■ Working data ■

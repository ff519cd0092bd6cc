//! Attack/decay/sustain/release envelope with RC-style exponential segments.
//!
//! The attack aims above full scale and is cut off on reaching 1, giving the fast convex rise
//! of a charging capacitor. Retriggering continues from the current level.

use super::time_constant_coefficient;
use crate::utils::flush_denormal;

const ATTACK_TARGET: f32 = 1.5;

#[derive(Debug, Clone, Copy, PartialEq, Eq)]
pub enum EnvelopeStage {
    Attack,
    Decay,
    Release,
}

#[derive(Debug, Clone)]
pub struct AnalogEnvelope {
    attack: f32,
    decay: f32,
    sustain: f32,
    release: f32,
    sample_rate: f32,

    attack_coefficient: f32,
    decay_coefficient: f32,
    release_coefficient: f32,

    stage: EnvelopeStage,
    value: f32,
}

impl AnalogEnvelope {
    pub fn new(sample_rate: f32) -> Self {
        let mut envelope = Self {
            attack: 0.0,
            decay: 1000.0,
            sustain: 0.0,
            release: 1.0,
            sample_rate,
            attack_coefficient: 0.0,
            decay_coefficient: 0.0,
            release_coefficient: 0.0,
            stage: EnvelopeStage::Release,
            value: 0.0,
        };
        envelope.calculate_coefficients();
        envelope
    }

    pub fn set_sample_rate(&mut self, sample_rate: f32) {
        self.sample_rate = sample_rate;
        self.calculate_coefficients();
    }

    /// Attack time constant in milliseconds.
    pub fn set_attack(&mut self, attack: f32) {
        self.attack = attack.max(0.0);
        self.attack_coefficient = time_constant_coefficient(self.attack, self.sample_rate);
    }

    /// Decay time constant in milliseconds.
    pub fn set_decay(&mut self, decay: f32) {
        self.decay = decay.max(0.0);
        self.decay_coefficient = time_constant_coefficient(self.decay, self.sample_rate);
    }

    /// Sustain as a linear level in `0.0..=1.0`.
    pub fn set_sustain(&mut self, sustain: f32) {
        if !sustain.is_nan() {
            self.sustain = sustain.clamp(0.0, 1.0);
        }
    }

    /// Release time constant in milliseconds.
    pub fn set_release(&mut self, release: f32) {
        self.release = release.max(0.0);
        self.release_coefficient = time_constant_coefficient(self.release, self.sample_rate);
    }

    #[inline]
    pub fn attack(&self) -> f32 {
        self.attack
    }

    #[inline]
    pub fn decay(&self) -> f32 {
        self.decay
    }

    #[inline]
    pub fn sustain(&self) -> f32 {
        self.sustain
    }

    #[inline]
    pub fn release(&self) -> f32 {
        self.release
    }

    #[inline]
    pub fn stage(&self) -> EnvelopeStage {
        self.stage
    }

    #[inline]
    pub fn is_note_on(&self) -> bool {
        self.stage != EnvelopeStage::Release
    }

    /// Last computed output.
    #[inline]
    pub fn value(&self) -> f32 {
        self.value
    }

    pub fn note_on(&mut self) {
        self.stage = EnvelopeStage::Attack;
    }

    pub fn note_off(&mut self) {
        self.stage = EnvelopeStage::Release;
    }

    pub fn reset(&mut self) {
        self.stage = EnvelopeStage::Release;
        self.value = 0.0;
    }

    #[inline]
    pub fn process(&mut self) -> f32 {
        match self.stage {
            EnvelopeStage::Attack => {
                self.value =
                    ATTACK_TARGET + self.attack_coefficient * (self.value - ATTACK_TARGET);
                if self.value >= 1.0 {
                    self.value = 1.0;
                    self.stage = EnvelopeStage::Decay;
                }
            }
            EnvelopeStage::Decay => {
                self.value = self.sustain + self.decay_coefficient * (self.value - self.sustain);
            }
            EnvelopeStage::Release => {
                self.value = flush_denormal(self.release_coefficient * self.value);
            }
        }
        self.value
    }

    fn calculate_coefficients(&mut self) {
        self.attack_coefficient = time_constant_coefficient(self.attack, self.sample_rate);
        self.decay_coefficient = time_constant_coefficient(self.decay, self.sample_rate);
        self.release_coefficient = time_constant_coefficient(self.release, self.sample_rate);
    }
}
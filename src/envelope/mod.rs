//! Envelope generators and the smoothing integrators shaping the filter envelope.

pub mod analog_envelope;
pub mod decay_envelope;
pub mod leaky_integrator;

#[allow(unused_imports)]
use num_traits::float::Float;

/// Per-sample coefficient of an exponential with time constant `time_ms`. Zero for times
/// that are not positive and for times so short that the coefficient would be subnormal.
#[inline]
pub(crate) fn time_constant_coefficient(time_ms: f32, sample_rate: f32) -> f32 {
    if time_ms > 0.0 {
        let coefficient = (-1.0 / (0.001 * time_ms * sample_rate)).exp();
        if coefficient < f32::MIN_POSITIVE {
            0.0
        } else {
            coefficient
        }
    } else {
        0.0
    }
}
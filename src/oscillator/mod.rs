//! Oscillators.

pub mod blend_oscillator;
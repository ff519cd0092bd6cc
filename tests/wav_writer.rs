//! Writer for WAV files

use std::path::Path;

use hound::*;

/// Writes mono sample data as WAV file in 32-bit float format.
pub fn write(
    filename: impl AsRef<std::path::Path> + core::fmt::Display,
    samples: &[f32],
    sample_rate: f32,
) -> std::io::Result<()> {
    let path = format!("out/{filename}");
    let path = Path::new(path.as_str());

    // Create parent directories to the path if they don't exist.
    if let Some(parent) = path.parent() {
        std::fs::create_dir_all(parent).ok();
    }

    let spec = WavSpec {
        channels: 1,
        sample_rate: sample_rate as u32,
        bits_per_sample: 32,
        sample_format: SampleFormat::Float,
    };
    let mut writer = WavWriter::create(path, spec).map_err(std::io::Error::other)?;

    for sample in samples {
        writer
            .write_sample(*sample)
            .map_err(std::io::Error::other)?;
    }

    writer.finalize().map_err(std::io::Error::other)
}
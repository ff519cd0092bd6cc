//! One-pole low-pass with its time constant given in milliseconds.
//!
//! Feeding an exponential decay through the integrator turns it into an attack/decay shape
//! whose peak drops as the time constants approach each other. [`normalizer`] gives the
//! factor restoring a unit peak.

#[allow(unused_imports)]
use num_traits::float::Float;

use super::time_constant_coefficient;
use crate::utils::one_pole;

#[derive(Debug, Clone)]
pub struct LeakyIntegrator {
    time_constant: f32,
    sample_rate: f32,
    coefficient: f32,
    state: f32,
}

impl LeakyIntegrator {
    pub fn new(time_constant: f32, sample_rate: f32) -> Self {
        let mut integrator = Self {
            time_constant,
            sample_rate,
            coefficient: 0.0,
            state: 0.0,
        };
        integrator.calculate_coefficient();
        integrator
    }

    pub fn set_sample_rate(&mut self, sample_rate: f32) {
        self.sample_rate = sample_rate;
        self.calculate_coefficient();
    }

    /// Sets the time constant in milliseconds. Zero turns the integrator into a pass-through.
    pub fn set_time_constant(&mut self, time_constant: f32) {
        self.time_constant = time_constant.max(0.0);
        self.calculate_coefficient();
    }

    #[inline]
    pub fn time_constant(&self) -> f32 {
        self.time_constant
    }

    #[inline]
    pub fn state(&self) -> f32 {
        self.state
    }

    /// Jumps to `value` without gliding.
    pub fn set_state(&mut self, value: f32) {
        self.state = value;
    }

    pub fn reset(&mut self) {
        self.state = 0.0;
    }

    #[inline]
    pub fn process(&mut self, in_: f32) -> f32 {
        one_pole(&mut self.state, in_, 1.0 - self.coefficient);
        self.state
    }

    fn calculate_coefficient(&mut self) {
        self.coefficient = time_constant_coefficient(self.time_constant, self.sample_rate);
    }
}

/// Factor scaling the peak to 1 when a unit exponential decay with time constant
/// `decay_time` (ms) passes an integrator with time constant `integrator_time` (ms).
pub fn normalizer(decay_time: f32, integrator_time: f32, sample_rate: f32) -> f32 {
    if decay_time <= 0.0 || integrator_time <= 0.0 || sample_rate <= 0.0 {
        return 1.0;
    }

    let td = 0.001 * decay_time;
    let ta = 0.001 * integrator_time;
    let xd = (-1.0 / (td * sample_rate)).exp();
    let xa = (-1.0 / (ta * sample_rate)).exp();
    let ba = 1.0 - xa;

    let peak = if (xd - xa).abs() < 1.0e-7 {
        // Equal time constants: the response is ba * (n + 1) * x^n.
        let n = (ta * sample_rate - 1.0).max(0.0).round();
        ba * (n + 1.0) * xa.powf(n)
    } else {
        let tp = (td / ta).ln() / (1.0 / ta - 1.0 / td);
        let n = (tp * sample_rate).round();
        ba * (xd.powf(n + 1.0) - xa.powf(n + 1.0)) / (xd - xa)
    };

    if peak > 0.0 {
        1.0 / peak
    } else {
        1.0
    }
}
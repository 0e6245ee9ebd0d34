//! Per-session registry
//!
//! Exactly one timeline exists per editing session. A process-wide
//! timeline shared across operators corrupts everyone's undo stack the
//! moment two sessions interleave, so the registry keys sessions by ID,
//! constructs them lazily from the snapshot source, and hands out
//! lock-guarded handles that serialize all mutation per session.

use std::collections::HashMap;
use std::sync::Arc;
use tokio::sync::{Mutex, RwLock};
use tracing::{debug, info};

use patchbay_core::{HistoryConfig, PatchEngineConfig, PatchbayResult};

use crate::session::{EditSession, SessionId};
use crate::source::SnapshotSource;

/// Shared handle to one session's state
pub type SessionHandle = Arc<Mutex<EditSession>>;

/// Owns every live editing session in the process
pub struct SessionRegistry {
    source: Arc<dyn SnapshotSource>,
    history_config: HistoryConfig,
    engine_config: PatchEngineConfig,
    sessions: RwLock<HashMap<SessionId, SessionHandle>>,
}

impl SessionRegistry {
    /// Create a registry backed by the given snapshot source
    pub fn new(source: Arc<dyn SnapshotSource>) -> Self {
        Self {
            source,
            history_config: HistoryConfig::default(),
            engine_config: PatchEngineConfig::default(),
            sessions: RwLock::new(HashMap::new()),
        }
    }

    /// Set the history configuration used for new sessions
    pub fn with_history_config(mut self, config: HistoryConfig) -> Self {
        self.history_config = config;
        self
    }

    /// Set the engine configuration used for new sessions
    pub fn with_engine_config(mut self, config: PatchEngineConfig) -> Self {
        self.engine_config = config;
        self
    }

    /// Get the session for an ID, creating it from the snapshot source on
    /// first use.
    pub async fn session(&self, id: &str) -> PatchbayResult<SessionHandle> {
        {
            let sessions = self.sessions.read().await;
            if let Some(handle) = sessions.get(id) {
                debug!(session = id, "session cache hit");
                return Ok(handle.clone());
            }
        }

        // Load outside the write lock; a racing creator may win below.
        let initial_files = self.source.load(id).await?;

        let mut sessions = self.sessions.write().await;
        let handle = sessions
            .entry(id.to_string())
            .or_insert_with(|| {
                info!(session = id, files = initial_files.len(), "session created");
                Arc::new(Mutex::new(EditSession::with_configs(
                    id,
                    initial_files,
                    self.history_config.clone(),
                    self.engine_config.clone(),
                )))
            })
            .clone();
        Ok(handle)
    }

    /// Drop a session's state. Returns whether it existed.
    pub async fn remove(&self, id: &str) -> bool {
        let removed = self.sessions.write().await.remove(id).is_some();
        if removed {
            info!(session = id, "session removed");
        }
        removed
    }

    /// Number of live sessions
    pub async fn len(&self) -> usize {
        self.sessions.read().await.len()
    }

    /// Whether no sessions are live
    pub async fn is_empty(&self) -> bool {
        self.sessions.read().await.is_empty()
    }
}
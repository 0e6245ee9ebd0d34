//! Virtual file-system snapshots
//!
//! A [`FileSnapshot`] is the complete state of a virtual project at one
//! instant: a mapping from absolute-style path (`/`-prefixed) to full text
//! content. Snapshots are immutable by convention; every modification
//! produces a new snapshot, which is what makes before/after history
//! entries cheap to reason about.

use serde::{Deserialize, Serialize};
use std::collections::HashMap;

/// Complete path → content mapping for a virtual project.
///
/// A path absent from the snapshot denotes a file that does not exist at
/// that point in history. This is distinct from a present path mapping to
/// an empty string (an existing, empty file).
#[derive(Debug, Clone, Default, PartialEq, Eq, Serialize, Deserialize)]
#[serde(transparent)]
pub struct FileSnapshot {
    files: HashMap<String, String>,
}

impl FileSnapshot {
    /// Create an empty snapshot (a project with no files)
    pub fn new() -> Self {
        Self::default()
    }

    /// Add a file, builder style
    pub fn with_file(mut self, path: impl Into<String>, content: impl Into<String>) -> Self {
        self.files.insert(path.into(), content.into());
        self
    }

    /// Get a file's content, or `None` if the file does not exist
    pub fn get(&self, path: &str) -> Option<&str> {
        self.files.get(path).map(String::as_str)
    }

    /// Check whether a file exists in this snapshot
    pub fn contains(&self, path: &str) -> bool {
        self.files.contains_key(path)
    }

    /// Number of files in the snapshot
    pub fn len(&self) -> usize {
        self.files.len()
    }

    /// Whether the snapshot holds no files at all
    pub fn is_empty(&self) -> bool {
        self.files.is_empty()
    }

    /// Iterate over (path, content) pairs (no ordering guarantee)
    pub fn iter(&self) -> impl Iterator<Item = (&str, &str)> {
        self.files.iter().map(|(p, c)| (p.as_str(), c.as_str()))
    }

    /// Iterate over the file paths (no ordering guarantee)
    pub fn paths(&self) -> impl Iterator<Item = &str> {
        self.files.keys().map(String::as_str)
    }

    /// Replace a file's content in this working copy.
    ///
    /// Only the patch engine mutates snapshots, and only on its private
    /// working clone; callers outside the crate see finished snapshots.
    pub(crate) fn set(&mut self, path: impl Into<String>, content: impl Into<String>) {
        self.files.insert(path.into(), content.into());
    }
}

impl From<HashMap<String, String>> for FileSnapshot {
    fn from(files: HashMap<String, String>) -> Self {
        Self { files }
    }
}

impl FromIterator<(String, String)> for FileSnapshot {
    fn from_iter<I: IntoIterator<Item = (String, String)>>(iter: I) -> Self {
        Self {
            files: iter.into_iter().collect(),
        }
    }
}

#[cfg(test)]
mod tests {
    use super::*;

    #[test]
    fn test_snapshot_builder() {
        let snapshot = FileSnapshot::new()
            .with_file("/src/main.js", "console.log('hi');\n")
            .with_file("/README.md", "# Demo\n");

        assert_eq!(snapshot.len(), 2);
        assert_eq!(snapshot.get("/src/main.js"), Some("console.log('hi');\n"));
        assert!(snapshot.contains("/README.md"));
    }

    #[test]
    fn test_absence_is_not_empty_content() {
        let snapshot = FileSnapshot::new().with_file("/empty.txt", "");

        assert_eq!(snapshot.get("/empty.txt"), Some(""));
        assert!(snapshot.contains("/empty.txt"));
        assert!(!snapshot.contains("/missing.txt"));
        assert_eq!(snapshot.get("/missing.txt"), None);
    }

    #[test]
    fn test_serde_transparent_map() {
        let snapshot = FileSnapshot::new().with_file("/a.js", "let x = 1;");

        let json = serde_json::to_value(&snapshot).unwrap();
        assert_eq!(json, serde_json::json!({"/a.js": "let x = 1;"}));

        let back: FileSnapshot = serde_json::from_value(json).unwrap();
        assert_eq!(back, snapshot);
    }
}
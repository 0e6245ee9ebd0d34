//! Patchbay SDK
//!
//! This crate is the embedding facade over `patchbay-core`: it owns the
//! orchestrator side of the core's call contracts so a route layer only
//! has to forward requests.
//!
//! - [`EditSession`] - one operator's working files plus timeline, with
//!   `apply → record → return files` and history-action handling built in
//! - [`SessionRegistry`] - lazy per-session construction keyed by session
//!   ID, each session guarded by its own lock
//! - [`SnapshotSource`] - the seam to whatever loads initial project files
//!
//! # Example
//!
//! ```rust,ignore
//! use std::sync::Arc;
//! use patchbay_core::{Edit, FileSnapshot};
//! use patchbay_sdk::{MemorySnapshotSource, SessionRegistry};
//!
//! let source = MemorySnapshotSource::new(
//!     FileSnapshot::new().with_file("/a.js", "let x = 1;"),
//! );
//! let registry = SessionRegistry::new(Arc::new(source));
//!
//! let handle = registry.session("operator-1").await?;
//! let mut session = handle.lock().await;
//! let report = session.apply_edits(
//!     vec![Edit::search_replace("/a.js", "x = 1", "x = 2")],
//!     Some("bump x".into()),
//! );
//! assert!(report.success);
//! ```

pub mod registry;
pub mod session;
pub mod source;

pub use registry::{SessionHandle, SessionRegistry};
pub use session::{EditSession, SessionId};
pub use source::{MemorySnapshotSource, SnapshotSource};

// Re-export commonly used types from core
pub use patchbay_core::{
    ApplyReport, Edit, EditBatch, FileSnapshot, HistoryAction, HistoryConfig, HistoryEntry,
    HistoryManager, HistoryRequest, HistoryResponse, PatchEngine, PatchEngineConfig,
    PatchbayError, PatchbayResult,
};
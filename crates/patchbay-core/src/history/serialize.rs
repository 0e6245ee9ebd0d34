//! Timeline export/import
//!
//! A timeline serializes as `{ "history": [...], "currentIndex": n }` with
//! `-1` marking the pre-first-entry cursor, and restores from that exact
//! shape. Durable storage itself belongs to an external collaborator; this
//! module only guarantees the round trip.

use serde::{Deserialize, Serialize};

use super::config::HistoryConfig;
use super::manager::HistoryManager;
use super::types::HistoryEntry;
use crate::error::{PatchbayError, PatchbayResult};

/// Portable form of a history timeline
#[derive(Debug, Clone, Serialize, Deserialize)]
#[serde(rename_all = "camelCase")]
pub struct TimelineState {
    pub history: Vec<HistoryEntry>,
    /// Cursor position, -1 when before the first entry
    pub current_index: i64,
}

impl HistoryManager {
    /// Export the timeline into its portable form
    pub fn export_state(&self) -> TimelineState {
        TimelineState {
            history: self.entries().to_vec(),
            current_index: self.current_index(),
        }
    }

    /// Restore a timeline from its portable form.
    ///
    /// Rejects a cursor outside `[-1, len-1]`. If the restored entry list
    /// exceeds the configured capacity, the oldest entries are evicted and
    /// the cursor shifted, exactly as a live `push` would have done.
    pub fn from_state(state: TimelineState, config: HistoryConfig) -> PatchbayResult<Self> {
        let len = state.history.len() as i64;
        if state.current_index < -1 || state.current_index >= len {
            return Err(PatchbayError::invalid_input(format!(
                "currentIndex {} out of range for {} entries",
                state.current_index, len
            )));
        }

        let cursor = usize::try_from(state.current_index).ok();
        Ok(Self::from_parts(config, state.history, cursor))
    }
}
//! Error types for Patchbay

use thiserror::Error;

/// Result type alias for Patchbay operations
pub type PatchbayResult<T> = Result<T, PatchbayError>;

/// Main error type for Patchbay
///
/// Note that per-edit patch failures (file not found, search string not
/// found, hunk context mismatch) are *not* errors of this type: they are
/// collected into the apply report so the batch can continue. This enum
/// covers faults that make an operation as a whole unusable.
#[derive(Error, Debug, Clone)]
pub enum PatchbayError {
    /// Invalid input errors (malformed requests, bad timeline state)
    #[error("Invalid input: {0}")]
    InvalidInput(String),

    /// History/timeline errors
    #[error("History error: {0}")]
    History(String),

    /// Session related errors
    #[error("Session error: {0}")]
    Session(String),

    /// JSON serialization/deserialization errors
    #[error("JSON error: {0}")]
    Json(String),

    /// Generic error with context
    #[error("Error: {0}")]
    Other(String),
}

impl PatchbayError {
    /// Create a new invalid input error
    pub fn invalid_input(message: impl Into<String>) -> Self {
        Self::InvalidInput(message.into())
    }

    /// Create a new history error
    pub fn history(message: impl Into<String>) -> Self {
        Self::History(message.into())
    }

    /// Create a new session error
    pub fn session(message: impl Into<String>) -> Self {
        Self::Session(message.into())
    }
}

impl From<anyhow::Error> for PatchbayError {
    fn from(error: anyhow::Error) -> Self {
        Self::Other(error.to_string())
    }
}

impl From<serde_json::Error> for PatchbayError {
    fn from(error: serde_json::Error) -> Self {
        Self::Json(error.to_string())
    }
}
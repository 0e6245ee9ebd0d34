//! Undo/redo history of project snapshots
//!
//! Every applied edit batch becomes an immutable [`HistoryEntry`] holding
//! the full before/after snapshots; the [`HistoryManager`] keeps those
//! entries on a single linear timeline with a cursor, a capacity bound,
//! and branch-truncating pushes. The timeline round-trips through
//! [`TimelineState`] for callers that persist it elsewhere.

mod config;
mod manager;
mod serialize;
mod types;

pub use config::HistoryConfig;
pub use manager::HistoryManager;
pub use serialize::TimelineState;
pub use types::{EntryId, HistoryEntry, HistoryEntrySummary, HistorySummary};
//! Unified-diff parsing and hunk application
//!
//! AI-emitted diffs are frequently imprecise: line numbers drift, file
//! headers come and go, and one stale hunk should not sink its neighbors.
//! Each hunk is therefore an independent unit of application with its own
//! success or failure, mirroring the error tolerance of search-replace
//! edits.

/// One contiguous change region parsed from a unified diff.
#[derive(Debug, Clone, PartialEq, Eq)]
pub struct DiffHunk {
    /// 1-based start line in the old content (0 for pure insertions)
    pub old_start: usize,
    pub old_count: usize,
    /// 1-based start line in the new content
    pub new_start: usize,
    pub new_count: usize,
    pub lines: Vec<DiffLine>,
}

/// A single line within a hunk body.
#[derive(Debug, Clone, PartialEq, Eq)]
pub enum DiffLine {
    Context(String),
    Added(String),
    Removed(String),
}

/// Parse the hunks out of a unified-diff string.
///
/// File headers (`--- `, `+++ `, `diff `, `index `) are tolerated and
/// skipped; `\ No newline at end of file` markers are ignored. A string
/// with no `@@` headers parses to an empty hunk list, which the engine
/// reports as an unusable diff.
pub fn parse(diff: &str) -> Vec<DiffHunk> {
    let mut hunks: Vec<DiffHunk> = Vec::new();
    let mut current: Option<DiffHunk> = None;

    for line in diff.lines() {
        if line.starts_with("@@") {
            if let Some(hunk) = current.take() {
                hunks.push(hunk);
            }
            current = parse_hunk_header(line);
            continue;
        }

        if is_file_header(line) {
            if let Some(hunk) = current.take() {
                hunks.push(hunk);
            }
            continue;
        }

        let marked =
            matches!(line.bytes().next(), Some(b'+' | b'-' | b' ' | b'\\')) || line.is_empty();
        if !marked {
            // Unmarked trailing prose ends the hunk
            if let Some(hunk) = current.take() {
                hunks.push(hunk);
            }
            continue;
        }

        let Some(hunk) = current.as_mut() else {
            continue;
        };

        if let Some(rest) = line.strip_prefix('+') {
            hunk.lines.push(DiffLine::Added(rest.to_string()));
        } else if let Some(rest) = line.strip_prefix('-') {
            hunk.lines.push(DiffLine::Removed(rest.to_string()));
        } else if let Some(rest) = line.strip_prefix(' ') {
            hunk.lines.push(DiffLine::Context(rest.to_string()));
        } else if line.is_empty() {
            // Blank context lines often arrive with the leading space stripped
            hunk.lines.push(DiffLine::Context(String::new()));
        }
        // A leading '\' is the "No newline at end of file" marker; skip it
    }

    if let Some(hunk) = current.take() {
        hunks.push(hunk);
    }

    hunks.retain(|hunk| !hunk.lines.is_empty());
    hunks
}

fn is_file_header(line: &str) -> bool {
    line.starts_with("--- ")
        || line.starts_with("+++ ")
        || line.starts_with("diff ")
        || line.starts_with("index ")
}

/// Parse an `@@ -old_start[,old_count] +new_start[,new_count] @@` header.
fn parse_hunk_header(line: &str) -> Option<DiffHunk> {
    let body = line.trim_start_matches('@').trim_end();
    let body = match body.find("@@") {
        Some(end) => &body[..end],
        None => body,
    };

    let mut old_range = None;
    let mut new_range = None;
    for token in body.split_whitespace() {
        if let Some(range) = token.strip_prefix('-') {
            old_range = parse_range(range);
        } else if let Some(range) = token.strip_prefix('+') {
            new_range = parse_range(range);
        }
    }

    let (old_start, old_count) = old_range?;
    let (new_start, new_count) = new_range?;
    Some(DiffHunk {
        old_start,
        old_count,
        new_start,
        new_count,
        lines: Vec::new(),
    })
}

/// Parse `start[,count]`; a missing count means 1.
fn parse_range(range: &str) -> Option<(usize, usize)> {
    match range.split_once(',') {
        Some((start, count)) => Some((start.parse().ok()?, count.parse().ok()?)),
        None => Some((range.parse().ok()?, 1)),
    }
}

/// Apply hunks against `content`, recording a
/// `"hunk context mismatch in <path>"` error for each hunk whose expected
/// lines cannot be located. Returns the rewritten content when at least
/// one hunk applied, `None` when none did.
///
/// Hunks are tried at their stated position first (adjusted by the line
/// offset accumulated from earlier hunks), then located by scanning from
/// the top; the first match wins.
pub(crate) fn apply_to_content(
    content: &str,
    hunks: &[DiffHunk],
    path: &str,
    errors: &mut Vec<String>,
) -> Option<String> {
    let had_trailing_newline = content.ends_with('\n');
    let mut lines: Vec<String> = if content.is_empty() {
        Vec::new()
    } else {
        content.split('\n').map(str::to_string).collect()
    };
    if had_trailing_newline {
        lines.pop();
    }

    let mut offset: isize = 0;
    let mut applied = 0usize;

    for hunk in hunks {
        let expected: Vec<&str> = hunk
            .lines
            .iter()
            .filter_map(|line| match line {
                DiffLine::Context(text) | DiffLine::Removed(text) => Some(text.as_str()),
                DiffLine::Added(_) => None,
            })
            .collect();
        let replacement: Vec<String> = hunk
            .lines
            .iter()
            .filter_map(|line| match line {
                DiffLine::Context(text) | DiffLine::Added(text) => Some(text.clone()),
                DiffLine::Removed(_) => None,
            })
            .collect();

        if expected.is_empty() {
            // Pure insertion: old_start names the line the new lines follow
            let at = clamp_index(hunk.old_start as isize + offset, lines.len());
            let added = replacement.len() as isize;
            lines.splice(at..at, replacement);
            offset += added;
            applied += 1;
            continue;
        }

        let hint = clamp_index(hunk.old_start as isize - 1 + offset, lines.len());
        match find_block(&lines, &expected, hint) {
            Some(position) => {
                let delta = replacement.len() as isize - expected.len() as isize;
                lines.splice(position..position + expected.len(), replacement);
                offset += delta;
                applied += 1;
            }
            None => {
                tracing::debug!(path, old_start = hunk.old_start, "hunk did not match");
                errors.push(format!("hunk context mismatch in {}", path));
            }
        }
    }

    if applied == 0 {
        return None;
    }

    let mut output = lines.join("\n");
    if had_trailing_newline {
        output.push('\n');
    }
    Some(output)
}

fn clamp_index(index: isize, len: usize) -> usize {
    index.clamp(0, len as isize) as usize
}

/// Locate `expected` as a contiguous block in `lines`, trying `hint` first.
fn find_block(lines: &[String], expected: &[&str], hint: usize) -> Option<usize> {
    if expected.is_empty() || lines.len() < expected.len() {
        return None;
    }
    let last = lines.len() - expected.len();

    if hint <= last && block_matches(lines, expected, hint) {
        return Some(hint);
    }
    (0..=last).find(|&at| block_matches(lines, expected, at))
}

fn block_matches(lines: &[String], expected: &[&str], at: usize) -> bool {
    expected
        .iter()
        .zip(&lines[at..at + expected.len()])
        .all(|(want, have)| *want == have)
}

■ Activity ■
Taking the listing above as a whole, state how many of its lines hold the string "PatchbayResult". No other output is permitted.

■ Answer section ■
6